##### Information
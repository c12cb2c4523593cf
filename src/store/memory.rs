use std::sync::Mutex;

use async_trait::async_trait;
use chrono::{DateTime, Utc};

use super::{ArticleDraft, ArticleStore, SaveOutcome, SourceCount, StoreError, StoredArticle, DRAFT_STATUS};

#[derive(Debug, Clone)]
pub struct MemArticle {
    pub id: i64,
    pub title: String,
    pub slug: String,
    pub content: String,
    pub excerpt: String,
    pub status: String,
    pub published_at: Option<DateTime<Utc>>,
    pub external_id: Option<String>,
    pub external_source: Option<String>,
    pub external_url: Option<String>,
    pub author_id: i64,
    pub category_id: i64,
    pub imported_at: DateTime<Utc>,
}

impl MemArticle {
    fn stored(&self) -> StoredArticle {
        StoredArticle {
            id: self.id,
            title: self.title.clone(),
            slug: self.slug.clone(),
            excerpt: Some(self.excerpt.clone()),
        }
    }
}

#[derive(Default)]
struct State {
    articles: Vec<MemArticle>,
    categories: Vec<(i64, String, String)>,
    admin: Option<i64>,
    next_id: i64,
    fail_saves: bool,
    yield_on_slug_check: bool,
    reserved_slug: Option<String>,
}

impl State {
    fn next_id(&mut self) -> i64 {
        self.next_id += 1;
        self.next_id
    }
}

/// In-memory `ArticleStore` for tests.
#[derive(Default)]
pub struct MemoryStore {
    state: Mutex<State>,
}

impl MemoryStore {
    pub fn with_admin(id: i64) -> Self {
        let s = Self::default();
        s.state.lock().unwrap().admin = Some(id);
        s
    }

    pub fn articles(&self) -> Vec<MemArticle> { self.state.lock().unwrap().articles.clone() }

    pub fn set_fail_saves(&self, fail: bool) { self.state.lock().unwrap().fail_saves = fail; }

    /// Hand control back to the runtime after every slug lookup, so
    /// concurrent saves interleave between check and insert.
    pub fn set_yield_on_slug_check(&self, on: bool) { self.state.lock().unwrap().yield_on_slug_check = on; }

    /// Have another writer claim `slug` just before the next insert.
    pub fn reserve_slug_on_next_save(&self, slug: &str) { self.state.lock().unwrap().reserved_slug = Some(slug.to_string()); }

    /// Insert a row directly, e.g. one imported some time ago.
    pub fn insert(&self, mut article: MemArticle) -> i64 {
        let mut st = self.state.lock().unwrap();
        article.id = st.next_id();
        let id = article.id;
        st.articles.push(article);
        id
    }

    pub fn article(title: &str, slug: &str, imported_at: DateTime<Utc>) -> MemArticle {
        MemArticle {
            id: 0,
            title: title.to_string(),
            slug: slug.to_string(),
            content: String::new(),
            excerpt: String::new(),
            status: DRAFT_STATUS.to_string(),
            published_at: None,
            external_id: None,
            external_source: None,
            external_url: None,
            author_id: 1,
            category_id: 1,
            imported_at,
        }
    }
}

#[async_trait]
impl ArticleStore for MemoryStore {
    async fn find_by_external_id(&self, external_id: &str) -> Result<Option<StoredArticle>, StoreError> {
        let st = self.state.lock().unwrap();
        Ok(st.articles.iter().find(|a| a.external_id.as_deref() == Some(external_id)).map(MemArticle::stored))
    }

    async fn find_by_external_id_since(&self, external_id: &str, since: DateTime<Utc>) -> Result<Option<StoredArticle>, StoreError> {
        let st = self.state.lock().unwrap();
        Ok(st
            .articles
            .iter()
            .find(|a| a.external_id.as_deref() == Some(external_id) && a.imported_at >= since)
            .map(MemArticle::stored))
    }

    async fn slug_exists(&self, slug: &str) -> Result<bool, StoreError> {
        let (exists, yield_now) = {
            let st = self.state.lock().unwrap();
            (st.articles.iter().any(|a| a.slug == slug), st.yield_on_slug_check)
        };
        if yield_now {
            tokio::task::yield_now().await;
        }
        Ok(exists)
    }

    async fn recent_imported(&self, since: DateTime<Utc>) -> Result<Vec<StoredArticle>, StoreError> {
        let st = self.state.lock().unwrap();
        Ok(st
            .articles
            .iter()
            .filter(|a| a.external_source.is_some() && a.imported_at >= since)
            .map(MemArticle::stored)
            .collect())
    }

    async fn save_article(&self, draft: &ArticleDraft) -> Result<SaveOutcome, StoreError> {
        let mut st = self.state.lock().unwrap();
        if st.fail_saves {
            return Err(StoreError::Database(sqlx::Error::PoolTimedOut));
        }
        if let Some(a) = st.articles.iter_mut().find(|a| a.external_id.as_deref() == Some(draft.external_id.as_str())) {
            a.title = draft.title.clone();
            a.content = draft.content.clone();
            a.excerpt = draft.excerpt.clone();
            a.published_at = draft.published_at.or(a.published_at);
            a.external_url = Some(draft.external_url.clone());
            a.imported_at = Utc::now();
            return Ok(SaveOutcome::Refreshed { id: a.id });
        }
        if let Some(slug) = st.reserved_slug.take() {
            let mut other = MemoryStore::article("Placeholder", &slug, Utc::now());
            other.id = st.next_id();
            st.articles.push(other);
        }
        if st.articles.iter().any(|a| a.slug == draft.slug) {
            return Err(StoreError::SlugTaken(draft.slug.clone()));
        }
        let id = st.next_id();
        st.articles.push(MemArticle {
            id,
            title: draft.title.clone(),
            slug: draft.slug.clone(),
            content: draft.content.clone(),
            excerpt: draft.excerpt.clone(),
            status: DRAFT_STATUS.to_string(),
            published_at: draft.published_at,
            external_id: Some(draft.external_id.clone()),
            external_source: Some(draft.external_source.clone()),
            external_url: Some(draft.external_url.clone()),
            author_id: draft.author_id,
            category_id: draft.category_id,
            imported_at: Utc::now(),
        });
        Ok(SaveOutcome::Created { id, slug: draft.slug.clone() })
    }

    async fn find_admin_user(&self) -> Result<Option<i64>, StoreError> {
        Ok(self.state.lock().unwrap().admin)
    }

    async fn find_or_create_category(&self, name: &str, slug: &str) -> Result<i64, StoreError> {
        let mut st = self.state.lock().unwrap();
        if let Some((id, _, _)) = st.categories.iter().find(|(_, _, s)| s == slug) {
            return Ok(*id);
        }
        let id = st.categories.len() as i64 + 1;
        st.categories.push((id, name.to_string(), slug.to_string()));
        Ok(id)
    }

    async fn delete_by_source(&self, source: &str) -> Result<u64, StoreError> {
        let mut st = self.state.lock().unwrap();
        let before = st.articles.len();
        st.articles.retain(|a| a.external_source.as_deref() != Some(source));
        Ok((before - st.articles.len()) as u64)
    }

    async fn count_by_source(&self, source: &str) -> Result<i64, StoreError> {
        let st = self.state.lock().unwrap();
        Ok(st.articles.iter().filter(|a| a.external_source.as_deref() == Some(source)).count() as i64)
    }

    async fn counts_by_source(&self) -> Result<Vec<SourceCount>, StoreError> {
        let st = self.state.lock().unwrap();
        let mut counts: Vec<SourceCount> = Vec::new();
        for a in &st.articles {
            let Some(src) = &a.external_source else { continue };
            match counts.iter_mut().find(|c| &c.source == src) {
                Some(c) => c.count += 1,
                None => counts.push(SourceCount { source: src.clone(), count: 1 }),
            }
        }
        counts.sort_by(|a, b| a.source.cmp(&b.source));
        Ok(counts)
    }
}

#[cfg(test)]
mod tests {
    use super::*;

    #[tokio::test]
    async fn ids_are_not_reused_after_delete() {
        let store = MemoryStore::with_admin(1);
        for slug in ["a", "b"] {
            let mut a = MemoryStore::article(slug, slug, Utc::now());
            a.external_source = Some("KOB 4".into());
            store.insert(a);
        }
        assert_eq!(store.delete_by_source("KOB 4").await.unwrap(), 2);
        let id = store.insert(MemoryStore::article("c", "c", Utc::now()));
        assert_eq!(id, 3);
    }
}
##########
Exercise directions:
Every line of the records that includes the word "tests" should be gathered.

Result of this task:
/// In-memory `ArticleStore` for tests.
mod tests {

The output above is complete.